Step 1: Outcome, business result you steer toward. Step 2: KPI(s), measurable indicator, fast feedback. Step 3: Task, the unit of agent work that moves the KPI. Step 4: Workflow + Verifiers, the runbook plus the checks that align the agent.
  • Outcome: the real business result you are steering the agent toward. Specific and measurable in principle, owned by a real person. Example: "engagement on the charts we publish."
  • KPI: the measurable indicator that tells you whether you are moving toward the outcome. Fast feedback (minutes to days) is ideal. Example: "impressions or upvotes on a published chart."
  • Task: the unit of agent work that moves the KPI. One workflow plus its verifiers automates one task. Example: "research a topic, prototype, and produce a finished data visualization."
  • Workflow plus Verifiers: the workflow is the runbook the agent loads when a task matches; the verifiers are the checks the workflow invokes on the agent's output to keep it on the outcome-aligned path.

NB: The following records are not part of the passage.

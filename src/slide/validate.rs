//! Validation for each kind of slide content.

use crate::common::xml::find_invalid_xml_char;
use crate::common::{Error, ImageFormat, Result, validate_exhibit_image};
use std::path::Path;
use tracing::debug;

/// Slide names identify slides in a deck and must not be blank.
pub fn validate_name(name: &str) -> Result<()> {
    if name.trim().is_empty() {
        return Err(Error::Validation("slide name must not be empty".to_string()));
    }
    Ok(())
}

/// Titles end up in XML text and may only hold XML 1.0 characters.
pub fn validate_title(title: &str) -> Result<()> {
    validate_text("title", title)
}

/// Markup follows the same character rules as titles.
pub fn validate_markup(markup: &str) -> Result<()> {
    validate_text("markup", markup)
}

/// Exhibits must sniff as PNG or JPEG.
pub fn validate_exhibit(path: &Path) -> Result<ImageFormat> {
    let format = validate_exhibit_image(path)?;
    debug!(path = %path.display(), mime = format.mime_type(), "accepted exhibit");
    Ok(format)
}

fn validate_text(what: &str, text: &str) -> Result<()> {
    match find_invalid_xml_char(text) {
        None => Ok(()),
        Some((offset, c)) => Err(Error::Validation(format!(
            "{} contains character U+{:04X} at byte {}, which XML text cannot hold",
            what, c as u32, offset
        ))),
    }
}
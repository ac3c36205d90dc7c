//! Unified error types for slidedeck.
//!
//! Every fallible operation in the crate reports through this one enum, from
//! content validation up to the backend rendering calls.
use std::path::PathBuf;
use thiserror::Error;

/// Main error type for slidedeck operations.
#[derive(Error, Debug)]
pub enum Error {
    /// IO error
    #[error("IO error: {0}")]
    Io(#[from] std::io::Error),

    /// Wrong value shape for a title, bullet, footnote or exhibit
    #[error("Validation error: {0}")]
    Validation(String),

    /// Exhibit is not a PNG or JPEG image
    #[error("Unsupported image format for {path}: {format} (exhibits must be PNG or JPEG)")]
    UnsupportedImageFormat { path: PathBuf, format: String },

    /// Markup does not start with a recognized paragraph marker
    #[error("Malformed markup: {0}")]
    MalformedMarkup(String),

    /// No layout can host the slide and no override was given
    #[error("No conforming layout: {0}")]
    LayoutNotFound(String),

    /// Index-based operation given an index outside the collection
    #[error("Index {index} out of range for {what} (length {len})")]
    IndexOutOfRange {
        what: &'static str,
        index: usize,
        len: usize,
    },

    /// The backend could not apply a slide, text body or image
    #[error("Render error: {0}")]
    Render(String),

    /// Invalid file format
    #[error("Invalid format: {0}")]
    InvalidFormat(String),

    /// XML parsing error
    #[error("XML error: {0}")]
    XmlError(String),

    /// ZIP archive error
    #[error("ZIP error: {0}")]
    ZipError(String),

    /// Configuration could not be read or written
    #[error("Config error: {0}")]
    Config(String),

    /// Generic error
    #[error("{0}")]
    Other(String),
}

/// Result type for slidedeck operations.
pub type Result<T> = std::result::Result<T, Error>;
//! Loading a layout catalog from a `.pptx` template.
//!
//! The catalog lists the layouts of the first slide master in the order of
//! its `p:sldLayoutIdLst`. Each placeholder shape contributes its
//! `p:cNvPr@name` and `p:ph@idx` (0 when absent).

use super::{Layout, LayoutCatalog};
use crate::common::xml::unescape_xml;
use crate::common::{Error, Result};
use quick_xml::Reader;
use quick_xml::events::{BytesStart, Event};
use std::collections::HashMap;
use std::fs::File;
use std::io::{BufReader, Read, Seek};
use std::path::Path;
use tracing::debug;

const MASTER_PART: &str = "ppt/slideMasters/slideMaster1.xml";
const MASTER_RELS_PART: &str = "ppt/slideMasters/_rels/slideMaster1.xml.rels";
const LAYOUT_DIR: &str = "ppt/slideLayouts/";

impl LayoutCatalog {
    /// Read the layout catalog of a `.pptx` file.
    ///
    /// # Examples
    ///
    /// ```rust,no_run
    /// use slidedeck::LayoutCatalog;
    ///
    /// let catalog = LayoutCatalog::from_pptx("template.pptx")?;
    /// println!("{}", catalog.summary());
    /// # Ok::<(), slidedeck::Error>(())
    /// ```
    pub fn from_pptx<P: AsRef<Path>>(path: P) -> Result<Self> {
        let file = File::open(path.as_ref())?;
        Self::from_pptx_reader(BufReader::new(file))
    }

    /// Read the layout catalog from any seekable `.pptx` byte source.
    pub fn from_pptx_reader<R: Read + Seek>(reader: R) -> Result<Self> {
        let mut archive = zip::ZipArchive::new(reader)
            .map_err(|_| Error::InvalidFormat("Invalid ZIP archive".to_string()))?;

        let layout_parts = match read_part(&mut archive, MASTER_PART)? {
            Some(master) => {
                let rels = read_part(&mut archive, MASTER_RELS_PART)?.ok_or_else(|| {
                    Error::InvalidFormat(format!("{} is missing", MASTER_RELS_PART))
                })?;
                master_layout_parts(&master, &rels)?
            },
            None => numbered_layout_parts(archive.file_names()),
        };

        let mut layouts = Vec::with_capacity(layout_parts.len());
        for part_name in &layout_parts {
            let xml = read_part(&mut archive, part_name)?.ok_or_else(|| {
                Error::InvalidFormat(format!("layout part {} is missing", part_name))
            })?;
            layouts.push(parse_layout_xml(&xml)?);
        }

        debug!(layouts = layouts.len(), "loaded layout catalog from template");
        Ok(LayoutCatalog::new(layouts))
    }
}

/// Read a part from the archive, `None` when the package does not have it.
fn read_part<R: Read + Seek>(
    archive: &mut zip::ZipArchive<R>,
    name: &str,
) -> Result<Option<Vec<u8>>> {
    let mut file = match archive.by_name(name) {
        Ok(file) => file,
        Err(zip::result::ZipError::FileNotFound) => return Ok(None),
        Err(e) => return Err(e.into()),
    };
    let mut buffer = Vec::new();
    file.read_to_end(&mut buffer)?;
    Ok(Some(buffer))
}

fn attr_str(value: &[u8]) -> Result<String> {
    let raw = std::str::from_utf8(value).map_err(|e| Error::XmlError(e.to_string()))?;
    Ok(unescape_xml(raw))
}

/// Layout part names in the order the master lists them.
fn master_layout_parts(master_xml: &[u8], rels_xml: &[u8]) -> Result<Vec<String>> {
    let targets = relationship_targets(rels_xml)?;
    let mut parts = Vec::new();

    let mut reader = Reader::from_reader(master_xml);
    reader.config_mut().trim_text(true);
    loop {
        match reader.read_event()? {
            Event::Start(e) | Event::Empty(e) if e.local_name().as_ref() == b"sldLayoutId" => {
                for attr in e.attributes().flatten() {
                    let is_rel_id = attr.key.as_ref() == b"r:id"
                        || (attr.key.prefix().is_some() && attr.key.local_name().as_ref() == b"id");
                    if !is_rel_id {
                        continue;
                    }
                    let rid = attr_str(&attr.value)?;
                    let target = targets.get(&rid).ok_or_else(|| {
                        Error::InvalidFormat(format!("slide master relationship {} not found", rid))
                    })?;
                    parts.push(resolve_target("ppt/slideMasters/", target));
                    break;
                }
            },
            Event::Eof => break,
            _ => {},
        }
    }

    Ok(parts)
}

/// Map of relationship id to target from a `.rels` part.
fn relationship_targets(rels_xml: &[u8]) -> Result<HashMap<String, String>> {
    let mut targets = HashMap::new();
    let mut reader = Reader::from_reader(rels_xml);
    reader.config_mut().trim_text(true);
    loop {
        match reader.read_event()? {
            Event::Start(e) | Event::Empty(e) if e.local_name().as_ref() == b"Relationship" => {
                let mut id = None;
                let mut target = None;
                for attr in e.attributes().flatten() {
                    match attr.key.as_ref() {
                        b"Id" => id = Some(attr_str(&attr.value)?),
                        b"Target" => target = Some(attr_str(&attr.value)?),
                        _ => {},
                    }
                }
                if let (Some(id), Some(target)) = (id, target) {
                    targets.insert(id, target);
                }
            },
            Event::Eof => break,
            _ => {},
        }
    }
    Ok(targets)
}

/// Resolve a relationship target against the directory of its source part.
fn resolve_target(base_dir: &str, target: &str) -> String {
    if let Some(absolute) = target.strip_prefix('/') {
        return absolute.to_string();
    }
    let mut segments: Vec<&str> = base_dir.split('/').filter(|s| !s.is_empty()).collect();
    for segment in target.split('/') {
        match segment {
            "" | "." => {},
            ".." => {
                segments.pop();
            },
            other => segments.push(other),
        }
    }
    segments.join("/")
}

/// `slideLayoutN.xml` parts sorted by N, for packages without a master.
fn numbered_layout_parts<'a>(names: impl Iterator<Item = &'a str>) -> Vec<String> {
    let mut numbered: Vec<(u32, String)> = names
        .filter_map(|name| {
            let number = name
                .strip_prefix(LAYOUT_DIR)?
                .strip_prefix("slideLayout")?
                .strip_suffix(".xml")?
                .parse::<u32>()
                .ok()?;
            Some((number, name.to_string()))
        })
        .collect();
    numbered.sort();
    numbered.into_iter().map(|(_, name)| name).collect()
}

/// Shape under construction while scanning a layout.
#[derive(Default)]
struct PendingShape {
    name: Option<String>,
    idx: Option<u32>,
}

fn is_shape_element(local_name: &[u8]) -> bool {
    matches!(local_name, b"sp" | b"pic" | b"graphicFrame")
}

fn placeholder_idx(e: &BytesStart<'_>) -> Result<u32> {
    for attr in e.attributes().flatten() {
        if attr.key.as_ref() == b"idx" {
            let raw = attr_str(&attr.value)?;
            return raw
                .parse::<u32>()
                .map_err(|_| Error::InvalidFormat(format!("invalid placeholder idx '{}'", raw)));
        }
    }
    Ok(0)
}

/// Parse one `slideLayoutN.xml` part into a layout.
pub(crate) fn parse_layout_xml(xml: &[u8]) -> Result<Layout> {
    let mut reader = Reader::from_reader(xml);
    reader.config_mut().trim_text(true);

    let mut layout = Layout::new("");
    let mut shape: Option<PendingShape> = None;

    loop {
        match reader.read_event()? {
            Event::Start(e) => {
                let local = e.local_name();
                if is_shape_element(local.as_ref()) {
                    shape = Some(PendingShape::default());
                } else {
                    scan_element(&e, &mut layout, shape.as_mut())?;
                }
            },
            Event::Empty(e) => scan_element(&e, &mut layout, shape.as_mut())?,
            Event::End(e) if is_shape_element(e.local_name().as_ref()) => {
                if let Some(PendingShape {
                    name: Some(name),
                    idx: Some(idx),
                }) = shape.take()
                {
                    layout.insert_placeholder(name, idx);
                }
            },
            Event::Eof => break,
            _ => {},
        }
    }

    Ok(layout)
}

fn scan_element(
    e: &BytesStart<'_>,
    layout: &mut Layout,
    shape: Option<&mut PendingShape>,
) -> Result<()> {
    match (e.local_name().as_ref(), shape) {
        (b"cSld", _) => {
            for attr in e.attributes().flatten() {
                if attr.key.as_ref() == b"name" {
                    *layout = Layout::new(attr_str(&attr.value)?);
                }
            }
        },
        (b"cNvPr", Some(shape)) => {
            for attr in e.attributes().flatten() {
                if attr.key.as_ref() == b"name" {
                    shape.name = Some(attr_str(&attr.value)?);
                }
            }
        },
        (b"ph", Some(shape)) => shape.idx = Some(placeholder_idx(e)?),
        _ => {},
    }
    Ok(())
}

#[cfg(test)]
mod tests {
    use super::*;
    use crate::layout::Role;
    use std::io::{Cursor, Write};
    use zip::write::{SimpleFileOptions, ZipWriter};

    fn layout_xml(name: &str, shapes: &[(&str, Option<u32>)]) -> String {
        let mut xml = String::from(
            r#"<?xml version="1.0" encoding="UTF-8" standalone="yes"?><p:sldLayout xmlns:a="http://schemas.openxmlformats.org/drawingml/2006/main" xmlns:p="http://schemas.openxmlformats.org/presentationml/2006/main">"#,
        );
        xml.push_str(&format!(r#"<p:cSld name="{}"><p:spTree>"#, name));
        xml.push_str(
            r#"<p:nvGrpSpPr><p:cNvPr id="1" name=""/><p:cNvGrpSpPr/><p:nvPr/></p:nvGrpSpPr>"#,
        );
        for (i, (shape_name, idx)) in shapes.iter().enumerate() {
            let ph = match idx {
                Some(0) => r#"<p:ph type="title"/>"#.to_string(),
                Some(idx) => format!(r#"<p:ph idx="{}"/>"#, idx),
                None => String::new(),
            };
            xml.push_str(&format!(
                r#"<p:sp><p:nvSpPr><p:cNvPr id="{}" name="{}"/><p:cNvSpPr/><p:nvPr>{}</p:nvPr></p:nvSpPr><p:spPr/></p:sp>"#,
                i + 2,
                shape_name,
                ph
            ));
        }
        xml.push_str("</p:spTree></p:cSld></p:sldLayout>");
        xml
    }

    fn package(parts: &[(&str, String)]) -> Cursor<Vec<u8>> {
        let mut zip = ZipWriter::new(Cursor::new(Vec::new()));
        let options =
            SimpleFileOptions::default().compression_method(zip::CompressionMethod::Stored);
        for (name, content) in parts {
            zip.start_file(*name, options).expect("start part");
            zip.write_all(content.as_bytes()).expect("write part");
        }
        let mut cursor = zip.finish().expect("finish package");
        cursor.set_position(0);
        cursor
    }

    #[test]
    fn test_parse_layout_placeholders() {
        let xml = layout_xml(
            "Picture &amp; Caption",
            &[
                ("Title 1", Some(0)),
                ("Pic 2", Some(13)),
                ("Decoration", None),
                ("Main Text 3", Some(1)),
            ],
        );
        let layout = parse_layout_xml(xml.as_bytes()).expect("parse layout");
        assert_eq!(layout.name(), "Picture & Caption");
        assert_eq!(layout.len(), 3);
        assert_eq!(layout.count(Role::Title), 1);
        assert_eq!(layout.count(Role::Picture), 1);
        assert_eq!(layout.placeholders()[1].idx(), 13);
        assert_eq!(layout.placeholders()[0].idx(), 0);
    }

    #[test]
    fn test_catalog_follows_master_order() {
        let master = r#"<p:sldMaster xmlns:p="http://schemas.openxmlformats.org/presentationml/2006/main" xmlns:r="http://schemas.openxmlformats.org/officeDocument/2006/relationships"><p:sldLayoutIdLst><p:sldLayoutId id="2147483649" r:id="rId2"/><p:sldLayoutId id="2147483650" r:id="rId1"/></p:sldLayoutIdLst></p:sldMaster>"#;
        let rels = r#"<Relationships xmlns="http://schemas.openxmlformats.org/package/2006/relationships"><Relationship Id="rId1" Type="http://schemas.openxmlformats.org/officeDocument/2006/relationships/slideLayout" Target="../slideLayouts/slideLayout1.xml"/><Relationship Id="rId2" Type="http://schemas.openxmlformats.org/officeDocument/2006/relationships/slideLayout" Target="../slideLayouts/slideLayout2.xml"/></Relationships>"#;
        let cursor = package(&[
            (MASTER_PART, master.to_string()),
            (MASTER_RELS_PART, rels.to_string()),
            ("ppt/slideLayouts/slideLayout1.xml", layout_xml("First", &[("Title 1", Some(0))])),
            (
                "ppt/slideLayouts/slideLayout2.xml",
                layout_xml("Second", &[("Title 1", Some(0)), ("Footer 4", Some(11))]),
            ),
        ]);

        let catalog = LayoutCatalog::from_pptx_reader(cursor).expect("load catalog");
        assert_eq!(catalog.len(), 2);
        assert_eq!(catalog.get(0).map(Layout::name), Some("Second"));
        assert_eq!(catalog.get(1).map(Layout::name), Some("First"));
        assert_eq!(catalog.get(0).map(|l| l.count(Role::Footer)), Some(1));
    }

    #[test]
    fn test_catalog_without_master_uses_numbering() {
        let cursor = package(&[
            ("ppt/slideLayouts/slideLayout10.xml", layout_xml("Ten", &[])),
            ("ppt/slideLayouts/slideLayout2.xml", layout_xml("Two", &[])),
            ("ppt/slideLayouts/_rels/slideLayout2.xml.rels", String::from("<Relationships/>")),
        ]);
        let catalog = LayoutCatalog::from_pptx_reader(cursor).expect("load catalog");
        let names: Vec<&str> = catalog.iter().map(Layout::name).collect();
        assert_eq!(names, vec!["Two", "Ten"]);
    }

    #[test]
    fn test_not_a_zip() {
        let result = LayoutCatalog::from_pptx_reader(Cursor::new(b"not a package".to_vec()));
        assert!(matches!(result, Err(Error::InvalidFormat(_))));
    }

    #[test]
    fn test_resolve_target() {
        assert_eq!(
            resolve_target("ppt/slideMasters/", "../slideLayouts/slideLayout3.xml"),
            "ppt/slideLayouts/slideLayout3.xml"
        );
        assert_eq!(
            resolve_target("ppt/slideMasters/", "/ppt/slideLayouts/slideLayout1.xml"),
            "ppt/slideLayouts/slideLayout1.xml"
        );
    }
}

A holistic "is this output good overall?" check is not a Goodeye verifier. Every verifier targets a specific outcome and a specific failure mode.

The agent contract

The single most important behavior to internalize: when an agent fetches a workflow or template body, it executes that body as your runbook. It does not summarize the steps or print them for you to follow. A workflow can call tools and verifiers along the way; those are the agent's hands and quality gates, and the workflow is how the agent knows what to do with them.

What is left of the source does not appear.